This brings us right back to that pesky question: what is art?

To address this question, I will distinguish between “art in” something (like a football pass, a teapot, or a beetle shell) and a work of art.

Here’s why.

During my class, the “comb” debate focused on the comb my husband supplied from his pocket.

Here are two digital images of it:

Don’s Comb, scünci Firm and Flexible ®, Walgreens, 2010

My student wrote this statement as a follow up to the class discussion.  In it, she makes an apt comparison between this Google digital image I had e-mailed to all the students after the class and Don's comb: 


The comb in class had a kind of architectural elegance and simple grace.  The play of graceful lines and shapes was reinforced by its plain solid black color.  The top part of the comb is wider in the middle and the ends taper more gently as they bend and sweep down to the bottom of the teeth, enveloping and containing the teeth section on the two sides.  This substantial top piece is sensuously rounded and more voluminous.  This elongated volume formed along its edges mirrored parallel sweeping, gently curving lines tapering along the top and then flowing in a continuous volume where they progressively narrowed down on the sides to the bottom of the teeth.  This curving elongated voluptuous volume was juxtaposed against and enveloped the series of close formation marching uniform straight lines of the teeth.  The length of the teeth with their overall delicate linear texture, taken as a whole shape, were a perfectly balanced equivalent against the narrower size of the solid voluptuously curving top/side piece. 



The teeth in the class comb were all the same width from each other, whereas the ones in the picture I think are two different widths apart, a fairly typical comb feature.  Even though there is overall more variety (different width of the spaces between the teeth, top broken into two crescent shapes) than the comb in class, I would agree the comb in the picture just does not do much for me…it could be monotony, but I think that it is related to the fact the overall comb lacks aesthetic line and shape.  I do not get grace, elegance, or anything else like that from it.  The teeth in the comb in class were totally uniform, so you could say that was monotonous, but I did not feel that.  Rather, the totality of the texture of the marching lines of teeth, balanced against and enveloped by the solid voluptuous elongated roundness and taper of the top/sides, were an exquisite balance of equivalents—an elegant simplicity of line and shape. I do not think that it is a question of the amount of unity and variety….as in more is better…but rather the composition as a whole.
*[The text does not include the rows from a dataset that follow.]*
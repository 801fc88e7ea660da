//! Webhook idempotency cache.
//!
//! Delivery retries and at-least-once upstream queues mean the same
//! event can arrive more than once inside a short window. The cache
//! fingerprints each event, hashes it with the workspace and event type,
//! and performs an atomic check-and-insert with a TTL. The record is
//! written before any external side effect, so a crash mid-processing
//! errs on the side of dropping a replay rather than double-applying.

use serde_json::Value;
use sha2::{Digest, Sha256};
use std::collections::HashMap;
use std::sync::Mutex;
use std::time::{Duration, Instant};

/// TTL bounds; values outside are clamped, not rejected.
const MIN_TTL: Duration = Duration::from_secs(60);
const MAX_TTL: Duration = Duration::from_secs(24 * 60 * 60);

/// Pluggable dedup record storage. The default is in-process; a
/// multi-replica deployment plugs in a shared store.
pub trait IdempotencyStore: Send + Sync {
    /// Atomically record `key` unless a live record already exists.
    /// Returns true when the key was newly inserted.
    fn insert_if_absent(&self, key: &str, ttl: Duration) -> bool;
}

#[derive(Default)]
pub struct InMemoryIdempotencyStore {
    entries: Mutex<HashMap<String, Instant>>,
}

impl InMemoryIdempotencyStore {
    pub fn new() -> Self {
        Self::default()
    }
}

impl IdempotencyStore for InMemoryIdempotencyStore {
    fn insert_if_absent(&self, key: &str, ttl: Duration) -> bool {
        let now = Instant::now();
        let mut entries = self.entries.lock().unwrap_or_else(|e| e.into_inner());
        entries.retain(|_, expires| *expires > now);
        if entries.contains_key(key) {
            return false;
        }
        entries.insert(key.to_string(), now + ttl);
        true
    }
}

/// Extracts the part of a payload that identifies the event instance.
/// Registered per event type; the default scans a preferred-field list.
pub trait Fingerprinter: Send + Sync {
    fn fingerprint(&self, payload: &Value) -> Option<String>;
}

/// Fields that identify an event instance, most specific first. The
/// dotted entry handles payloads nesting the entity under `timeEntry`.
const PREFERRED_FIELDS: [&str; 13] = [
    "payloadId",
    "eventId",
    "id",
    "timeEntryId",
    "timeEntry.id",
    "projectId",
    "clientId",
    "taskId",
    "userId",
    "assignmentId",
    "targetId",
    "webhookId",
    "invoiceId",
];

pub struct PreferredFieldFingerprinter;

impl Fingerprinter for PreferredFieldFingerprinter {
    fn fingerprint(&self, payload: &Value) -> Option<String> {
        for field in PREFERRED_FIELDS {
            let mut node = payload;
            for segment in field.split('.') {
                match node.get(segment) {
                    Some(next) => node = next,
                    None => {
                        node = &Value::Null;
                        break;
                    }
                }
            }
            match node {
                Value::String(s) if !s.is_empty() => return Some(format!("{field}={s}")),
                Value::Number(n) => return Some(format!("{field}={n}")),
                _ => {}
            }
        }
        None
    }
}

pub struct IdempotencyCache {
    store: Box<dyn IdempotencyStore>,
    ttl: Duration,
    by_event_type: HashMap<String, Box<dyn Fingerprinter>>,
    default_fingerprinter: Box<dyn Fingerprinter>,
}

impl IdempotencyCache {
    pub fn new(store: Box<dyn IdempotencyStore>, ttl_secs: u64) -> Self {
        Self {
            store,
            ttl: Duration::from_secs(ttl_secs).clamp(MIN_TTL, MAX_TTL),
            by_event_type: HashMap::new(),
            default_fingerprinter: Box::new(PreferredFieldFingerprinter),
        }
    }

    pub fn in_memory(ttl_secs: u64) -> Self {
        Self::new(Box::new(InMemoryIdempotencyStore::new()), ttl_secs)
    }

    /// Override fingerprint extraction for one event type.
    pub fn register_fingerprinter(
        &mut self,
        event_type: impl Into<String>,
        fingerprinter: Box<dyn Fingerprinter>,
    ) {
        self.by_event_type.insert(event_type.into(), fingerprinter);
    }

    pub fn ttl(&self) -> Duration {
        self.ttl
    }

    /// True if an equivalent event was already seen inside the TTL
    /// window. A fresh event is recorded as a side effect.
    pub fn is_duplicate(&self, workspace_id: &str, event_type: &str, payload: &Value) -> bool {
        let fingerprinter = self
            .by_event_type
            .get(event_type)
            .unwrap_or(&self.default_fingerprinter);
        let material = fingerprinter
            .fingerprint(payload)
            .unwrap_or_else(|| hash_hex(&payload.to_string()));
        let key = hash_hex(&format!("{workspace_id}|{event_type}|{material}"));
        !self.store.insert_if_absent(&key, self.ttl)
    }
}

fn hash_hex(input: &str) -> String {
    let mut hasher = Sha256::new();
    hasher.update(input.as_bytes());
    hex::encode(hasher.finalize())
}

#[cfg(test)]
mod tests {
    use super::*;
    use serde_json::json;

    #[test]
    fn test_same_event_is_duplicate_within_ttl() {
        let cache = IdempotencyCache::in_memory(600);
        let payload = json!({"timeEntry": {"id": "te1"}});
        assert!(!cache.is_duplicate("ws1", "NEW_TIME_ENTRY", &payload));
        assert!(cache.is_duplicate("ws1", "NEW_TIME_ENTRY", &payload));
    }

    #[test]
    fn test_dedup_scoped_by_workspace_and_event_type() {
        let cache = IdempotencyCache::in_memory(600);
        let payload = json!({"id": "te1"});
        assert!(!cache.is_duplicate("ws1", "NEW_TIME_ENTRY", &payload));
        assert!(!cache.is_duplicate("ws2", "NEW_TIME_ENTRY", &payload));
        assert!(!cache.is_duplicate("ws1", "TIME_ENTRY_UPDATED", &payload));
    }

    #[test]
    fn test_preferred_field_order() {
        let fp = PreferredFieldFingerprinter;
        let payload = json!({"eventId": "e9", "id": "te1"});
        assert_eq!(fp.fingerprint(&payload), Some("eventId=e9".into()));

        let nested = json!({"timeEntry": {"id": "te1"}});
        assert_eq!(fp.fingerprint(&nested), Some("timeEntry.id=te1".into()));

        assert_eq!(fp.fingerprint(&json!({"other": true})), None);
    }

    #[test]
    fn test_secondary_entity_ids_are_fingerprinted() {
        // Assignment, approval-target, webhook and invoice events carry
        // their own id fields instead of a time-entry id.
        let fp = PreferredFieldFingerprinter;
        assert_eq!(
            fp.fingerprint(&json!({"assignmentId": "a1"})),
            Some("assignmentId=a1".into())
        );
        assert_eq!(
            fp.fingerprint(&json!({"targetId": "t1"})),
            Some("targetId=t1".into())
        );
        assert_eq!(
            fp.fingerprint(&json!({"webhookId": "w1"})),
            Some("webhookId=w1".into())
        );
        assert_eq!(
            fp.fingerprint(&json!({"invoiceId": "i1"})),
            Some("invoiceId=i1".into())
        );
    }

    #[test]
    fn test_payload_without_ids_falls_back_to_content_hash() {
        let cache = IdempotencyCache::in_memory(600);
        let a = json!({"blob": "x"});
        let b = json!({"blob": "y"});
        assert!(!cache.is_duplicate("ws1", "EV", &a));
        assert!(cache.is_duplicate("ws1", "EV", &a));
        assert!(!cache.is_duplicate("ws1", "EV", &b));
    }

    #[test]
    fn test_ttl_clamped_to_bounds() {
        assert_eq!(IdempotencyCache::in_memory(5).ttl(), MIN_TTL);
        assert_eq!(
            IdempotencyCache::in_memory(7 * 24 * 60 * 60).ttl(),
            MAX_TTL
        );
        assert_eq!(IdempotencyCache::in_memory(600).ttl(), Duration::from_secs(600));
    }

    #[test]
    fn test_custom_fingerprinter_per_event_type() {
        struct ByBatch;
        impl Fingerprinter for ByBatch {
            fn fingerprint(&self, payload: &Value) -> Option<String> {
                payload.get("batchId").and_then(Value::as_str).map(String::from)
            }
        }

        let mut cache = IdempotencyCache::in_memory(600);
        cache.register_fingerprinter("BATCH", Box::new(ByBatch));

        // Different entity ids, same batch: duplicate under the custom
        // extractor.
        let a = json!({"batchId": "b1", "id": "x"});
        let b = json!({"batchId": "b1", "id": "y"});
        assert!(!cache.is_duplicate("ws1", "BATCH", &a));
        assert!(cache.is_duplicate("ws1", "BATCH", &b));
    }

    #[test]
    fn test_store_expiry() {
        let store = InMemoryIdempotencyStore::new();
        assert!(store.insert_if_absent("k", Duration::from_millis(1)));
        std::thread::sleep(Duration::from_millis(5));
        assert!(store.insert_if_absent("k", Duration::from_millis(1)));
    }
}
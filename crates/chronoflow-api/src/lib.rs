//! ChronoFlow API layer — outbound HTTP to the time-tracking service.

pub mod client;
pub mod retry;

pub use client::{RestClientFactory, RestTrackerClient};
pub use retry::RetryController;
//! Event router — the state machine from validated webhook event to
//! outcome.
//!
//! Sequence per event: workspace check → idempotency gate → rule load →
//! trigger filter → evaluation → action union → execution (inline for
//! small batches, background worker for large ones). The dedup record
//! is written before any side effect, so even an event that later
//! errors will not be re-processed inside the TTL window.

use serde_json::Value;
use std::collections::HashSet;
use std::sync::{Arc, RwLock};
use tokio::sync::Semaphore;

use chronoflow_cache::{DirectoryCache, Fingerprinter, IdempotencyCache, RuleCache};
use chronoflow_core::rule::Action;
use chronoflow_core::traits::{ClientFactory, RuleStore, TokenStore};
use chronoflow_core::{ChronoflowConfig, EventContext, Result, Rule};
use chronoflow_engine::{evaluate, validate_rule};
use chronoflow_executor::{ActionExecutor, ExecutionSummary};

use crate::outcome::{EventOutcome, EventStatus};

pub struct EventRouter {
    config: ChronoflowConfig,
    store: Arc<dyn RuleStore>,
    rules: RuleCache,
    tokens: Arc<dyn TokenStore>,
    clients: Arc<dyn ClientFactory>,
    directory: Arc<DirectoryCache>,
    dedup: IdempotencyCache,
    /// Event types some persisted rule explicitly triggers on. Consulted
    /// only when wildcard triggers are disabled.
    triggers: RwLock<HashSet<String>>,
    workers: Arc<Semaphore>,
}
A mind educated by the objective method can see art in a grain of sand.  This is a good thing.

Rather than re-state all the points I have already described in these posts, I will add only this: a work of art is something made and in it lives the meaning of an aesthetic experience.  If the maker is a visual artist, he records an aesthetic visual experience by transforming it into a picture (color on a flat surface).  When we learn how to read color, we discover and understand the visual message.  As a result, we learn a new way of seeing.  The work of art has no practical use or significance or, as I have said before, is good for nothing but that delicious aesthetic feeling that accompanies full understanding.  Artists plumb the essential meaning of life and express that meaning in clear and understandable terms via a medium of expression.

For instance:

Dorothy Wordsworth (William’s sister) took a walk with him one day, and she wrote this in her journal:



... When we were in the woods beyond Gowbarrow park we saw a few daffodils close to the water side.  We fancied that the lake had floated the seeds ashore and that the little colony had so sprung up.  But as we went along there were more and yet more and at last under the boughs of the trees, we saw that there was a long belt of them along the shore, about the breadth of a country turnpike road.  I never saw daffodils so beautiful they grew among the mossy stones about and about them, some rested their heads upon these stones as on a pillow for weariness and the rest tossed and reeled and danced and seemed as if they verily laughed with the wind that blew upon them over the lake, they looked so gay ever glancing ever changing.  This wind blew directly over the lake to them.  There was here and there a little knot and a few stragglers a few yards higher up but they were so few as not to disturb the simplicity and unity and life of that one busy highway.  We rested again and again.  The Bays were stormy, and we heard the waves at different distances and in the middle of the water like the sea. (Journals, Thursday, 15 April, 1802, Oxford University Press, 1958. Reprinted in Eyewitness to History, John Carey Avon Books, 1987, pp. 257-258).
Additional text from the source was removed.